Big Timbers Creek Crossing

The Smoky Hill Trail, originally an Indian trail like so many others adopted by those whose ancestors came from Europe, came into prominence in 1859 with the discovery of gold at Pike’s Peak in Colorado, followed shortly by more gold discoveries along Cherry Creek in what is now the Denver area. As gold-seekers sought the fastest route to the gold fields, many risked frequent Indian attacks by taking the Smoky Hill Trail which cut off about 120 miles as compared to traveling the more-established California-Oregon-Mormon Trail along the Platte River. Since most exploration west started at Kansas City or St. Joseph along the Missouri River, traveling the Platte required going north along the Blue River, then cutting back south to Denver on the west end. The Smoky Hill Trail, in spite of its dangers from hostile tribes and its long, waterless stretch west of the headwaters of the Smoky Hill River that came to be known as the Starvation Trail, was a more direct route.

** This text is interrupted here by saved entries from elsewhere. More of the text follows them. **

//! Metrics emission.
//!
//! Thin facade over whatever statsd-style backend the host process wires
//! in. Call sites tag with host provider, status, region, detector mode,
//! and status reason as applicable; emitters that don't care about a tag
//! ignore it.

use std::fmt;

use parking_lot::Mutex;

/// Tag set attached to counters and distributions.
#[derive(Debug, Clone, Default, PartialEq)]
pub struct MetricTags {
    pub host_provider: Option<String>,
    pub status: Option<String>,
    pub uptime_region: Option<String>,
    pub mode: Option<String>,
    pub status_reason: Option<String>,
}

impl MetricTags {
    pub fn new() -> Self {
        Self::default()
    }

    pub fn host_provider(mut self, v: &str) -> Self {
        self.host_provider = Some(v.to_string());
        self
    }

    pub fn status(mut self, v: &str) -> Self {
        self.status = Some(v.to_string());
        self
    }

    pub fn uptime_region(mut self, v: &str) -> Self {
        self.uptime_region = Some(v.to_string());
        self
    }

    pub fn mode(mut self, v: &str) -> Self {
        self.mode = Some(v.to_string());
        self
    }

    pub fn status_reason(mut self, v: &str) -> Self {
        self.status_reason = Some(v.to_string());
        self
    }
}

impl fmt::Display for MetricTags {
    fn fmt(&self, f: &mut fmt::Formatter<'_>) -> fmt::Result {
        let pairs = [
            ("host_provider", &self.host_provider),
            ("status", &self.status),
            ("uptime_region", &self.uptime_region),
            ("mode", &self.mode),
            ("status_reason", &self.status_reason),
        ];
        let mut wrote = false;
        for (key, value) in pairs {
            if let Some(value) = value {
                if wrote {
                    write!(f, ",")?;
                }
                write!(f, "{}={}", key, value)?;
                wrote = true;
            }
        }
        Ok(())
    }
}

/// Counter and distribution recording.
pub trait MetricsEmitter: Send + Sync {
    fn incr(&self, name: &str, tags: &MetricTags);
    fn distribution(&self, name: &str, value: f64, tags: &MetricTags);
}

/// Default emitter: writes metrics to the log at debug level.
#[derive(Debug, Default)]
pub struct LogMetrics;

impl MetricsEmitter for LogMetrics {
    fn incr(&self, name: &str, tags: &MetricTags) {
        log::debug!("METRIC_INCR name={} tags=[{}]", name, tags);
    }

    fn distribution(&self, name: &str, value: f64, tags: &MetricTags) {
        log::debug!("METRIC_DIST name={} value={} tags=[{}]", name, value, tags);
    }
}

/// A single recorded metric event.
#[derive(Debug, Clone, PartialEq)]
pub enum MetricEvent {
    Incr { name: String, tags: MetricTags },
    Distribution {
        name: String,
        value: f64,
        tags: MetricTags,
    },
}

/// Emitter that records every event, for assertions in tests and for
/// embedders that batch-forward metrics themselves.
#[derive(Debug, Default)]
pub struct RecordingMetrics {
    events: Mutex<Vec<MetricEvent>>,
}

impl RecordingMetrics {
    pub fn new() -> Self {
        Self::default()
    }

    pub fn events(&self) -> Vec<MetricEvent> {
        self.events.lock().clone()
    }

    /// Count of `incr` events with the given metric name.
    pub fn incr_count(&self, name: &str) -> usize {
        self.events
            .lock()
            .iter()
            .filter(|e| matches!(e, MetricEvent::Incr { name: n, .. } if n == name))
            .count()
    }

    /// Values recorded for a distribution name, in emission order.
    pub fn distribution_values(&self, name: &str) -> Vec<f64> {
        self.events
            .lock()
            .iter()
            .filter_map(|e| match e {
                MetricEvent::Distribution { name: n, value, .. } if n == name => Some(*value),
                _ => None,
            })
            .collect()
    }
}

impl MetricsEmitter for RecordingMetrics {
    fn incr(&self, name: &str, tags: &MetricTags) {
        self.events.lock().push(MetricEvent::Incr {
            name: name.to_string(),
            tags: tags.clone(),
        });
    }

    fn distribution(&self, name: &str, value: f64, tags: &MetricTags) {
        self.events.lock().push(MetricEvent::Distribution {
            name: name.to_string(),
            value,
            tags: tags.clone(),
        });
    }
}

#[cfg(test)]
mod tests {
    use super::*;

    #[test]
    fn test_recording_metrics() {
        let metrics = RecordingMetrics::new();
        let tags = MetricTags::new().status("success").uptime_region("us-west");

        metrics.incr("handle_result.total", &tags);
        metrics.incr("handle_result.total", &tags);
        metrics.distribution("check_result.delay_ms", 420.0, &tags);

        assert_eq!(metrics.incr_count("handle_result.total"), 2);
        assert_eq!(
            metrics.distribution_values("check_result.delay_ms"),
            vec![420.0]
        );
    }

    #[test]
    fn test_tags_display() {
        let tags = MetricTags::new().status("failure").mode("manual");
        assert_eq!(format!("{}", tags), "status=failure,mode=manual");
    }
}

The Smoky Hill Trail began in Atchison, Kansas, about thirteen miles north and west of Kansas City. Because of its excellent wharf, goods traveling not only up the Missouri River, but those traveling down from points north and west were off-loaded and made available for shipping west along the trail.
Cattle Drive crossing the Smoky Hill River

It was along the Smoky Hill River close to where it joined the Saline River (named for its salt content) that the area that became the town of Salina was discovered in 1856 and settled in 1858 with the Smoky Hill Trail passing through it. This area along the Smoky Hill River realized an influx of settlers in 1859, including the fictional family in my latest novel, Kizzie’s Kisses, of my heroine, Kizzie Atwell.

Ranch by Smoky Hill River, 1869 - Photography by Gardener

As gold-seekers moved west, they were soon followed by merchants and freighters eager to provide the basic supplies and luxuries desirable by those who struck it rich—or even found enough gold and other precious metals to eke out an existence requiring food and clothing. My story in Kizzie’s Kisses starts in 1862 when my heroine, Kizzie, is fleeing from an Indian massacre that took place in the spring of that year. In an effort to get help to save her family, she rides east along the Smoky Hill Trail towards Fort Riley. Along the way she runs into my hero, Leander Jones, a guard on an oxen-driven freight train traveling west along the Smoky Hill Trail with Pike’s Peak and Denver as the destination.

It is also along the Smoky Hill River and Smoky Hill Trail that in the next two decades several frontier forts and cattle towns emerged to populate Kansas from east to west, first as the Butterfield Overland Despatch traveled the route to bring passengers and goods to Denver, followed by the railroad that closely followed the trail, the river and the towns (many which had originally been frontier forts) that had been establishes along this trail that connected the length of the state of Kansas.